Systematically, research in biomedicine and the life sciences can be characterized by four major phases of their life cycle: First, a new object of research is generated by fitting empirical findings into a new experimental context. The second phase is characterized by a hypothesis-driven move towards the construction of novel explanatory tools and models. This is often inseparable meshing with the third phase in which a technology-driven, self-supporting and sometimes self-referential refinement of methods and technologies comes along with an extension into other fields (CLARKE and FUJIMURA 1992). During the second and the third phase, the new and emerging disciplines also tend to expand their explanatory reach into the social sphere, creating what has been characterized as “exceptionalism” (e.g. genetic exceptionalism or neuro-exceptionalism). Finally, recent biomedicine and life-sciences reach a level in which experimental work becomes more and more data-driven because the technologically constructed experimental systems generate a plethora of findings (data) which at some point start to blur the original hypotheses (HAMLETT 2003; SASSOWER 1995). It is needless to say that all these phases of what has been labelled “techno-science” are closely related to their local societal and cultural contexts and co-constructed by it in a reflexive manner (GIBBONS, LIMOGES et al. 1994; NOWOTNY, SCOTT et al. 2001).
Retrospectively, the raise of experimental systems in medical and biological re-search enabled scientists to move from the observation to the reproduction of, and sub-sequently to the participation in biological processes. Reducing biological complexity to key-features of interest and standardizing the objects of research by methodologically controlled and technologically reproducible laboratory environments paved the road to new fields of experimentation. From the 20th century on, however, we can make out how biomedical research not only became more technology-driven but how experimental systems were increasingly facilitating the design of novel biological entities and processes which would not have come to live without scientists. At the same time, informational science moved from its former role of being a handmaiden of biological research to its central dogma. Biology and the life science became information science.

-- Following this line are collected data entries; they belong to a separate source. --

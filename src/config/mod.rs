//! Model configuration: serde shapes, layered loading, validation and the resolved registry.

pub mod loader;
pub mod resolved;
pub mod types;
pub mod validator;

pub use loader::*;
pub use resolved::*;
pub use types::*;
pub use validator::*;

This paper explores in which ways object-driven and hypotheses-driven experimental life-sciences transformed into domains of experimental research evolving in a technologically constructed, data-driven environment in which they are subjected to constant morphing rather than to paradigmatic change. The question whether the new dynamics of scientific evolution will necessarily put an end to scientific revolutions or not, will play a key role in the critical discussion of epistemological shifts in modern life sciences.